• **YOUR INSTRUCTIONS**
Copy the lines exactly as they appear, starting with the first line of the records and ending with the line that contains "it optimizes a".

• **EXTRACTED INFORMATION**
#![deny(unsafe_code)]
#![warn(
    clippy::all,
    clippy::doc_markdown,
    clippy::dbg_macro,
    clippy::enum_glob_use,
    clippy::explicit_into_iter_loop,
    clippy::filter_map_next,
    clippy::inefficient_to_string,
    clippy::lossy_float_literal,
    clippy::macro_use_imports,
    clippy::map_flatten,
    clippy::map_unwrap_or,
    clippy::match_same_arms,
    clippy::needless_borrow,
    clippy::needless_continue,
    clippy::semicolon_if_nothing_returned,
    clippy::string_add,
    clippy::todo,
    clippy::unimplemented,
    clippy::unnested_or_patterns,
    clippy::verbose_file_reads,
    future_incompatible,
    nonstandard_style,
    rust_2018_idioms
)]

//! `style-transfer` is a light API for neural style transfer: it optimizes a
//! copy of a content image so that its deep-feature statistics match a style
//! image's statistics under a frozen convolutional feature extractor.
//!
//! First, you build a `Session` via a `SessionBuilder`, which follows the
//! builder pattern. Calling `build` on the `SessionBuilder` loads all of the
//! input images and checks for various errors.
//!
//! `Session` has a `run()` method that drives a fixed count of optimizer
//! steps over the image tensor and returns the result as a `StylizedImage`,
//! which you can save, stream, or inspect.
//!
//! ## Features
//!
//! 1. Single image style transfer
//! 2. Batch style transfer of a directory against one style image
//! 3. Bulk image upscaling
//!
//! ## Usage
//!
//! ```no_run
//! // Create a new session with default parameters
//! let session = style_transfer::Session::<style_transfer::CpuBackend>::builder()
//!     // Specify the input images
//!     .content(&"imgs/portrait.jpg")
//!     .style(&"imgs/starry_night.jpg")
//!     // Point at a pretrained extractor record
//!     .weights("weights/vgg16.mpk")
//!     // Build the session
//!     .build().expect("failed to build session");
//!
//! // Optimize the image
//! let stylized = session.run(None).expect("transfer failed");
//!
//! // Save the stylized image to disk
//! stylized.save("portrait_ST.png").expect("failed to save image");
//! ```
mod errors;
mod imgtensor;
mod transfer;
mod utils;
use utils::*;
mod vgg;
pub mod batch;
pub mod session;
pub mod upscale;

pub use image;
use std::path::{Path, PathBuf};

pub use batch::{stylize_directory, BatchProgress, BatchUpdate};
pub use errors::Error;
pub use session::{
    ProgressStat, ProgressUpdate, Session, SessionBuilder, TransferProgress,
};
pub use transfer::StyleWeights;
pub use upscale::upscale_directory;
pub use utils::{load_dynamic_image, ImageSource};
pub use vgg::{FeatureMaps, Layer, Vgg, VggVariant};

use burn::tensor::backend::AutodiffBackend;

/// The CPU backend, always available and fully deterministic under a fixed
/// seed.
pub type CpuBackend = burn::backend::Autodiff<burn::backend::NdArray<f32>>;

/// The accelerated backend compiled in via the `wgpu` feature.
#[cfg(feature = "wgpu")]
pub type DefaultBackend = burn::backend::Autodiff<burn::backend::Wgpu>;

/// Without the `wgpu` feature the default backend is the CPU one.
#[cfg(not(feature = "wgpu"))]
pub type DefaultBackend = CpuBackend;

/// Resolves a device index for the default backend.
///
/// With the `wgpu` feature this selects the indexed discrete GPU; otherwise
/// the index is ignored and everything runs on the CPU, which is also the
/// fallback when no accelerated device exists.
#[cfg(feature = "wgpu")]
pub fn default_device(index: usize) -> burn::backend::wgpu::WgpuDevice {
    burn::backend::wgpu::WgpuDevice::DiscreteGpu(index)
}

#[cfg(not(feature = "wgpu"))]
#[allow(unused_variables)]
pub fn default_device(index: usize) -> burn::backend::ndarray::NdArrayDevice {
    burn::backend::ndarray::NdArrayDevice::Cpu
}

/// Simple dimensions struct
#[derive(Copy, Clone)]
#[cfg_attr(test, derive(Debug, PartialEq))]
pub struct Dims {
    pub width: u32,
    pub height: u32,
}

impl Dims {
    pub fn square(size: u32) -> Self {
        Self {
            width: size,
            height: size,
        }
    }
    pub fn new(width: u32, height: u32) -> Self {
        Self { width, height }
    }
}

/// The knobs of the optimization, shared by single and batch runs.
#[derive(Clone, Debug)]
pub struct Parameters {
    /// Number of optimizer steps; the sole termination condition
    pub iterations: u32,
    /// Weight of the content loss in the total loss
    pub content_weight: f32,
    /// Weight of the style loss in the total loss
    pub style_weight: f32,
    /// Step size of the optimizer
    pub learning_rate: f64,
    /// The layer whose activations the content loss compares
    pub content_layer: Layer,
    /// Per-layer weighting of the style loss
    pub style_weights: StyleWeights,
    /// The extractor variant to build
    pub variant: VggVariant,
    /// Pretrained weights record for the extractor; random init if absent
    pub weights: Option<PathBuf>,
    /// Seed for the backend's random generator
    pub seed: Option<u64>,
}

impl Default for Parameters {
    fn default() -> Self {
        Self {
            iterations: 1000,
            content_weight: 1.0,
            style_weight: 1000.0,
            learning_rate: 0.01,
            content_layer: Layer::Conv5_1,
            style_weights: StyleWeights::default(),
            variant: VggVariant::default(),
            weights: None,
            seed: None,
        }
    }
}

impl Parameters {
    pub(crate) fn validate(&self) -> Result<(), Error> {
        if self.iterations == 0 {
            return Err(Error::InvalidRange(errors::InvalidRange {
                min: 1.0,
                max: u32::MAX as f32,
                value: 0.0,
                name: "iterations",
            }));
        }

        if !self.content_weight.is_finite() || self.content_weight < 0.0 {
            return Err(Error::InvalidRange(errors::InvalidRange {
                min: 0.0,
                max: f32::INFINITY,
                value: self.content_weight,
                name: "content-weight",
            }));
        }

        if !self.style_weight.is_finite() || self.style_weight < 0.0 {
            return Err(Error::InvalidRange(errors::InvalidRange {
                min: 0.0,
                max: f32::INFINITY,
                value: self.style_weight,
                name: "style-weight",
            }));
        }

        if !self.learning_rate.is_finite() || self.learning_rate <= 0.0 {
            return Err(Error::InvalidRange(errors::InvalidRange {
                min: 0.0,
                max: f32::INFINITY,
                value: self.learning_rate as f32,
                name: "learning-rate",
            }));
        }

        if !self.style_weights.is_empty() && self.style_weights.min_weight() < 0.0 {
            return Err(Error::InvalidRange(errors::InvalidRange {
                min: 0.0,
                max: f32::INFINITY,
                value: self.style_weights.min_weight(),
                name: "style-weights",
            }));
        }

        Ok(())
    }

    pub(crate) fn to_transfer_params(&self) -> transfer::TransferParams {
        transfer::TransferParams {
            iterations: self.iterations,
            content_weight: self.content_weight,
            style_weight: self.style_weight,
            learning_rate: self.learning_rate,
            content_layer: self.content_layer,
            style_weights: self.style_weights.clone(),
        }
    }
}

/// An image produced by a `Session::run()`
pub struct StylizedImage {
    pub(crate) image: image::RgbImage,
}

impl StylizedImage {
    /// Saves the stylized image to the specified path
    pub fn save<P: AsRef<Path>>(&self, path: P) -> Result<(), Error> {
        let path = path.as_ref();
        if let Some(parent_path) = path.parent() {
            std::fs::create_dir_all(parent_path)?;
        }

        self.image.save(path)?;
        Ok(())
    }

    /// Writes the stylized image to the specified stream
    pub fn write<W: std::io::Write>(
        self,
        writer: &mut W,
        fmt: image::ImageOutputFormat,
    ) -> Result<(), Error> {
        let dyn_img = self.into_image();
        Ok(dyn_img.write_to(writer, fmt)?)
    }

    /// Returns the stylized output image
    pub fn into_image(self) -> image::DynamicImage {
        image::DynamicImage::ImageRgb8(self.image)
    }
}

impl AsRef<image::RgbImage> for StylizedImage {
    fn as_ref(&self) -> &image::RgbImage {
        &self.image
    }
}

#[cfg(test)]
mod test {
    use super::*;

    #[test]
    fn default_parameters_are_valid() {
        assert!(Parameters::default().validate().is_ok());
    }

    #[test]
    fn zero_iterations_are_rejected() {
        let params = Parameters {
            iterations: 0,
            ..Parameters::default()
        };
        assert!(matches!(
            params.validate(),
            Err(Error::InvalidRange(_))
        ));
    }

    #[test]
    fn negative_weights_are_rejected() {
        let params = Parameters {
            style_weight: -3.0,
            ..Parameters::default()
        };
        assert!(matches!(
            params.validate(),
            Err(Error::InvalidRange(_))
        ));

        let params = Parameters {
            style_weights: StyleWeights::new(vec![(Layer::Conv1_1, -0.5)]),
            ..Parameters::default()
        };
        assert!(matches!(
            params.validate(),
            Err(Error::InvalidRange(_))
        ));
    }

    #[test]
    fn non_positive_learning_rates_are_rejected() {
        let params = Parameters {
            learning_rate: 0.0,
            ..Parameters::default()
        };
        assert!(matches!(
            params.validate(),
            Err(Error::InvalidRange(_))
        ));
    }
}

• **OUTPUT OF THE TASK**
#![deny(unsafe_code)]
#![warn(
    clippy::all,
    clippy::doc_markdown,
    clippy::dbg_macro,
    clippy::enum_glob_use,
    clippy::explicit_into_iter_loop,
    clippy::filter_map_next,
    clippy::inefficient_to_string,
    clippy::lossy_float_literal,
    clippy::macro_use_imports,
    clippy::map_flatten,
    clippy::map_unwrap_or,
    clippy::match_same_arms,
    clippy::needless_borrow,
    clippy::needless_continue,
    clippy::semicolon_if_nothing_returned,
    clippy::string_add,
    clippy::todo,
    clippy::unimplemented,
    clippy::unnested_or_patterns,
    clippy::verbose_file_reads,
    future_incompatible,
    nonstandard_style,
    rust_2018_idioms
)]

//! `style-transfer` is a light API for neural style transfer: it optimizes a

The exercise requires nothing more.